### GIVEN RECORDS
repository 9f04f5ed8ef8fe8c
//! Error handling
//!
//! Defines error types and handling for the FTP client.

pub mod handlers;
pub mod types;

pub use types::*;
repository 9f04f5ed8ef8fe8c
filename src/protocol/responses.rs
//! FTP reply codes
//!
//! The reply codes the client inspects when deciding what to do next.

pub const DATA_CONNECTION_OPEN: u16 = 125;
pub const FILE_STATUS_OK: u16 = 150;
pub const READY: u16 = 220;
pub const PASSWORD_REQUIRED: u16 = 331;
//! Module `commands`
//!
//! Defines the subset of RFC 959 commands the client issues on the control
//! channel. `Display` renders the wire form without the CRLF terminator.

use std::fmt;

use crate::transfer::TransferType;

/// An FTP command sent by the client.
#[derive(Debug, Clone, PartialEq, Eq)]
pub enum Command {
    USER(String),
    PASS(String),
    CWD(String),
    TYPE(TransferType),
    PORT(String), // h1,h2,h3,h4,p1,p2
    LIST(Option<String>),
    RETR(String),
    STOR(String),
    QUIT,
}

impl Command {
    /// Command verb as sent on the wire.
    pub fn verb(&self) -> &'static str {
        match self {
            Command::USER(_) => "USER",
            Command::PASS(_) => "PASS",
            Command::CWD(_) => "CWD",
            Command::TYPE(_) => "TYPE",
            Command::PORT(_) => "PORT",
            Command::LIST(_) => "LIST",
            Command::RETR(_) => "RETR",
            Command::STOR(_) => "STOR",
            Command::QUIT => "QUIT",
        }
    }
}

impl fmt::Display for Command {
    fn fmt(&self, f: &mut fmt::Formatter<'_>) -> fmt::Result {
        match self {
            Command::USER(user) => write!(f, "USER {}", user),
            Command::PASS(pass) => write!(f, "PASS {}", pass),
            Command::CWD(path) => write!(f, "CWD {}", path),
            Command::TYPE(kind) => write!(f, "TYPE {}", kind.code()),
            Command::PORT(arg) => write!(f, "PORT {}", arg),
            Command::LIST(None) => write!(f, "LIST"),
            Command::LIST(Some(path)) => write!(f, "LIST {}", path),
            Command::RETR(path) => write!(f, "RETR {}", path),
            Command::STOR(path) => write!(f, "STOR {}", path),
            Command::QUIT => write!(f, "QUIT"),
        }
    }
}

/// Renders a command line for logs, hiding the password of `PASS`.
pub fn redact(line: &str) -> String {
    match line.get(..5) {
        Some(verb) if verb.eq_ignore_ascii_case("PASS ") => "PASS ******".to_string(),
        _ => line.to_string(),
    }
}

#[cfg(test)]
mod tests {
    use super::*;

    #[test]
    fn renders_wire_form() {
        assert_eq!(Command::USER("anonymous".into()).to_string(), "USER anonymous");
        assert_eq!(Command::TYPE(TransferType::Ascii).to_string(), "TYPE A");
        assert_eq!(Command::TYPE(TransferType::Binary).to_string(), "TYPE I");
        assert_eq!(Command::LIST(None).to_string(), "LIST");
        assert_eq!(Command::LIST(Some("/pub".into())).to_string(), "LIST /pub");
        assert_eq!(
            Command::PORT("10,0,0,5,200,0".into()).to_string(),
            "PORT 10,0,0,5,200,0"
        );
        assert_eq!(Command::QUIT.to_string(), "QUIT");
    }

    #[test]
    fn redacts_password() {
        assert_eq!(redact("PASS hunter2"), "PASS ******");
        assert_eq!(redact("pass hunter2"), "PASS ******");
        assert_eq!(redact("USER bob"), "USER bob");
        assert_eq!(redact("PWD"), "PWD");
    }
}
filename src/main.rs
//! RAX FTP Client - Entry Point
//!
//! Interactive FTP client: `rax-ftp-client [host [port]]`.

use log::{error, info};
use std::io::stdout;
use tokio::io::{BufReader, stdin};

use rax_ftp_client::commands::{UserCommand, handle_command, run_repl};
use rax_ftp_client::utils::logging::setup_logging;
use rax_ftp_client::{ClientConfig, FtpClient};

#[tokio::main]
async fn main() {
    setup_logging();

    let config = match ClientConfig::load() {
        Ok(config) => config,
        Err(e) => {
            error!("Invalid configuration, using defaults: {}", e);
            ClientConfig::default()
        }
    };

    info!("Launching FTP client...");
    let mut client = FtpClient::new(config);
    let mut out = stdout();

    let mut args = std::env::args().skip(1);
    if let Some(host) = args.next() {
        let port = match args.next().map(|p| p.parse::<u16>()) {
            Some(Ok(port)) => Some(port),
            Some(Err(_)) => {
                eprintln!("Invalid port number.");
                std::process::exit(2);
            }
            None => None,
        };
        handle_command(&mut client, UserCommand::Open { host, port }, &mut out).await;
    }

    run_repl(&mut client, BufReader::new(stdin()), &mut out).await;
}
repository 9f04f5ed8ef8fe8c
//! Client session management
//!
//! A session is either disconnected or owns exactly one control connection
//! together with the transfer type last acknowledged by the server.

use crate::control::ControlChannel;
use crate::error::FtpClientError;
use crate::transfer::TransferType;

/// State of an open control connection.
pub struct Connection {
    pub(crate) control: ControlChannel,
    pub(crate) host: String,
    /// `None` until the first `TYPE` is acknowledged
    pub(crate) transfer_type: Option<TransferType>,
}

impl Connection {
    pub fn new(control: ControlChannel, host: String) -> Self {
        Self {
            control,
            host,
            transfer_type: None,
        }
    }

    pub fn host(&self) -> &str {
        &self.host
    }

    pub fn transfer_type(&self) -> Option<TransferType> {
        self.transfer_type
    }
}

/// Error for operations that need an open control connection.
pub(crate) fn not_connected() -> FtpClientError {
    FtpClientError::State("Not connected to any FTP server. Use 'open <host>' first.".into())
}

/// Session lifecycle
#[derive(Default)]
pub enum Session {
    #[default]
    Disconnected,
    Connected(Connection),
}

impl Session {
    pub fn is_connected(&self) -> bool {
        matches!(self, Session::Connected(_))
    }

    pub fn connection(&self) -> Option<&Connection> {
        match self {
            Session::Connected(conn) => Some(conn),
            Session::Disconnected => None,
        }
    }

    /// The open connection, or `StateError` when there is none.
    pub fn connection_mut(&mut self) -> Result<&mut Connection, FtpClientError> {
        match self {
            Session::Connected(conn) => Ok(conn),
            Session::Disconnected => Err(not_connected()),
        }
    }

    /// Leaves the session disconnected, handing back the connection if any.
    pub fn take(&mut self) -> Option<Connection> {
        match std::mem::take(self) {
            Session::Connected(conn) => Some(conn),
            Session::Disconnected => None,
        }
    }
}
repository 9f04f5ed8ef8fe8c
//! Command-line front-end
//!
//! Parses `ftp>` input and drives `FtpClient`.

pub mod handlers;
pub mod parser;

pub use handlers::{handle_command, run_repl};
pub use parser::{CommandResult, UserCommand, parse_command};
//! Transfer module for the FTP client
//!
//! Handles active-mode data channels and the LIST/RETR/STOR sequences built
//! on top of them.

pub mod data_channel;
pub mod file_ops;
pub mod modes;
pub mod operations;
pub mod results;

// Re-export key types and functions
pub use data_channel::{ActiveDataChannel, encode_port_argument};
pub use modes::TransferType;
pub use operations::Transfer;
pub use results::{ListingResult, TransferResult};
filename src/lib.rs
//! RAX FTP Client
//!
//! An RFC 959 client using active-mode (PORT) data connections: a control
//! channel for commands and replies, and one short-lived data connection per
//! LIST, RETR or STOR.

pub mod client;
pub mod commands;
pub mod config;
pub mod control;
pub mod error;
pub mod protocol;
pub mod transfer;
pub mod utils;

pub use client::FtpClient;
pub use config::ClientConfig;
pub use error::FtpClientError;
pub use protocol::Reply;
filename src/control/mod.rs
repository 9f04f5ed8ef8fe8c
//! Control channel
//!
//! The long-lived connection carrying commands and replies.

pub mod channel;

pub use channel::ControlChannel;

### THE PROBLEM
Go through the listing above and set down each line exactly as it stands.

### ANSWER TO THIS EXERCISE
repository 9f04f5ed8ef8fe8c
//! Error handling
//!
//! Defines error types and handling for the FTP client.

pub mod handlers;
pub mod types;

pub use types::*;
repository 9f04f5ed8ef8fe8c
filename src/protocol/responses.rs
//! FTP reply codes
//!
//! The reply codes the client inspects when deciding what to do next.

pub const DATA_CONNECTION_OPEN: u16 = 125;
pub const FILE_STATUS_OK: u16 = 150;
pub const READY: u16 = 220;
pub const PASSWORD_REQUIRED: u16 = 331;
//! Module `commands`
//!
//! Defines the subset of RFC 959 commands the client issues on the control
//! channel. `Display` renders the wire form without the CRLF terminator.

use std::fmt;

use crate::transfer::TransferType;

/// An FTP command sent by the client.
#[derive(Debug, Clone, PartialEq, Eq)]
pub enum Command {
    USER(String),
    PASS(String),
    CWD(String),
    TYPE(TransferType),
    PORT(String), // h1,h2,h3,h4,p1,p2
    LIST(Option<String>),
    RETR(String),
    STOR(String),
    QUIT,
}

impl Command {
    /// Command verb as sent on the wire.
    pub fn verb(&self) -> &'static str {
        match self {
            Command::USER(_) => "USER",
            Command::PASS(_) => "PASS",
            Command::CWD(_) => "CWD",
            Command::TYPE(_) => "TYPE",
            Command::PORT(_) => "PORT",
            Command::LIST(_) => "LIST",
            Command::RETR(_) => "RETR",
            Command::STOR(_) => "STOR",
            Command::QUIT => "QUIT",
        }
    }
}

impl fmt::Display for Command {
    fn fmt(&self, f: &mut fmt::Formatter<'_>) -> fmt::Result {
        match self {
            Command::USER(user) => write!(f, "USER {}", user),
            Command::PASS(pass) => write!(f, "PASS {}", pass),
            Command::CWD(path) => write!(f, "CWD {}", path),
            Command::TYPE(kind) => write!(f, "TYPE {}", kind.code()),
            Command::PORT(arg) => write!(f, "PORT {}", arg),
            Command::LIST(None) => write!(f, "LIST"),
            Command::LIST(Some(path)) => write!(f, "LIST {}", path),
            Command::RETR(path) => write!(f, "RETR {}", path),
            Command::STOR(path) => write!(f, "STOR {}", path),
            Command::QUIT => write!(f, "QUIT"),
        }
    }
}

/// Renders a command line for logs, hiding the password of `PASS`.
pub fn redact(line: &str) -> String {
    match line.get(..5) {
        Some(verb) if verb.eq_ignore_ascii_case("PASS ") => "PASS ******".to_string(),
        _ => line.to_string(),
    }
}

#[cfg(test)]
mod tests {
    use super::*;

    #[test]
    fn renders_wire_form() {
        assert_eq!(Command::USER("anonymous".into()).to_string(), "USER anonymous");
        assert_eq!(Command::TYPE(TransferType::Ascii).to_string(), "TYPE A");
        assert_eq!(Command::TYPE(TransferType::Binary).to_string(), "TYPE I");
        assert_eq!(Command::LIST(None).to_string(), "LIST");
        assert_eq!(Command::LIST(Some("/pub".into())).to_string(), "LIST /pub");
        assert_eq!(
            Command::PORT("10,0,0,5,200,0".into()).to_string(),
            "PORT 10,0,0,5,200,0"
        );
        assert_eq!(Command::QUIT.to_string(), "QUIT");
    }

    #[test]
    fn redacts_password() {
        assert_eq!(redact("PASS hunter2"), "PASS ******");
        assert_eq!(redact("pass hunter2"), "PASS ******");
        assert_eq!(redact("USER bob"), "USER bob");
        assert_eq!(redact("PWD"), "PWD");
    }
}
filename src/main.rs
//! RAX FTP Client - Entry Point
//!
//! Interactive FTP client: `rax-ftp-client [host [port]]`.

use log::{error, info};
use std::io::stdout;
use tokio::io::{BufReader, stdin};

use rax_ftp_client::commands::{UserCommand, handle_command, run_repl};
use rax_ftp_client::utils::logging::setup_logging;
use rax_ftp_client::{ClientConfig, FtpClient};

#[tokio::main]
async fn main() {
    setup_logging();

    let config = match ClientConfig::load() {
        Ok(config) => config,
        Err(e) => {
            error!("Invalid configuration, using defaults: {}", e);
            ClientConfig::default()
        }
    };

    info!("Launching FTP client...");
    let mut client = FtpClient::new(config);
    let mut out = stdout();

    let mut args = std::env::args().skip(1);
    if let Some(host) = args.next() {
        let port = match args.next().map(|p| p.parse::<u16>()) {
            Some(Ok(port)) => Some(port),
            Some(Err(_)) => {
                eprintln!("Invalid port number.");
                std::process::exit(2);
            }
            None => None,
        };
        handle_command(&mut client, UserCommand::Open { host, port }, &mut out).await;
    }

    run_repl(&mut client, BufReader::new(stdin()), &mut out).await;
}
repository 9f04f5ed8ef8fe8c
//! Client session management
//!
//! A session is either disconnected or owns exactly one control connection
//! together with the transfer type last acknowledged by the server.

use crate::control::ControlChannel;
use crate::error::FtpClientError;
use crate::transfer::TransferType;

/// State of an open control connection.
pub struct Connection {
    pub(crate) control: ControlChannel,
    pub(crate) host: String,
    /// `None` until the first `TYPE` is acknowledged
    pub(crate) transfer_type: Option<TransferType>,
}

impl Connection {
    pub fn new(control: ControlChannel, host: String) -> Self {
        Self {
            control,
            host,
            transfer_type: None,
        }
    }

    pub fn host(&self) -> &str {
        &self.host
    }

    pub fn transfer_type(&self) -> Option<TransferType> {
        self.transfer_type
    }
}

/// Error for operations that need an open control connection.
pub(crate) fn not_connected() -> FtpClientError {
    FtpClientError::State("Not connected to any FTP server. Use 'open <host>' first.".into())
}

/// Session lifecycle
#[derive(Default)]
pub enum Session {
    #[default]
    Disconnected,
    Connected(Connection),
}

impl Session {
    pub fn is_connected(&self) -> bool {
        matches!(self, Session::Connected(_))
    }

    pub fn connection(&self) -> Option<&Connection> {
        match self {
            Session::Connected(conn) => Some(conn),
            Session::Disconnected => None,
        }
    }

    /// The open connection, or `StateError` when there is none.
    pub fn connection_mut(&mut self) -> Result<&mut Connection, FtpClientError> {
        match self {
            Session::Connected(conn) => Ok(conn),
            Session::Disconnected => Err(not_connected()),
        }
    }

    /// Leaves the session disconnected, handing back the connection if any.
    pub fn take(&mut self) -> Option<Connection> {
        match std::mem::take(self) {
            Session::Connected(conn) => Some(conn),
            Session::Disconnected => None,
        }
    }
}
repository 9f04f5ed8ef8fe8c
//! Command-line front-end
//!
//! Parses `ftp>` input and drives `FtpClient`.

pub mod handlers;
pub mod parser;

pub use handlers::{handle_command, run_repl};
pub use parser::{CommandResult, UserCommand, parse_command};
//! Transfer module for the FTP client
//!
//! Handles active-mode data channels and the LIST/RETR/STOR sequences built
//! on top of them.

pub mod data_channel;
pub mod file_ops;
pub mod modes;
pub mod operations;
pub mod results;

// Re-export key types and functions
pub use data_channel::{ActiveDataChannel, encode_port_argument};
pub use modes::TransferType;
pub use operations::Transfer;
pub use results::{ListingResult, TransferResult};
filename src/lib.rs
//! RAX FTP Client
//!
//! An RFC 959 client using active-mode (PORT) data connections: a control
//! channel for commands and replies, and one short-lived data connection per
//! LIST, RETR or STOR.

pub mod client;
pub mod commands;
pub mod config;
pub mod control;
pub mod error;
pub mod protocol;
pub mod transfer;
pub mod utils;

pub use client::FtpClient;
pub use config::ClientConfig;
pub use error::FtpClientError;
pub use protocol::Reply;
filename src/control/mod.rs
repository 9f04f5ed8ef8fe8c
//! Control channel
//!
//! The long-lived connection carrying commands and replies.

pub mod channel;

pub use channel::ControlChannel;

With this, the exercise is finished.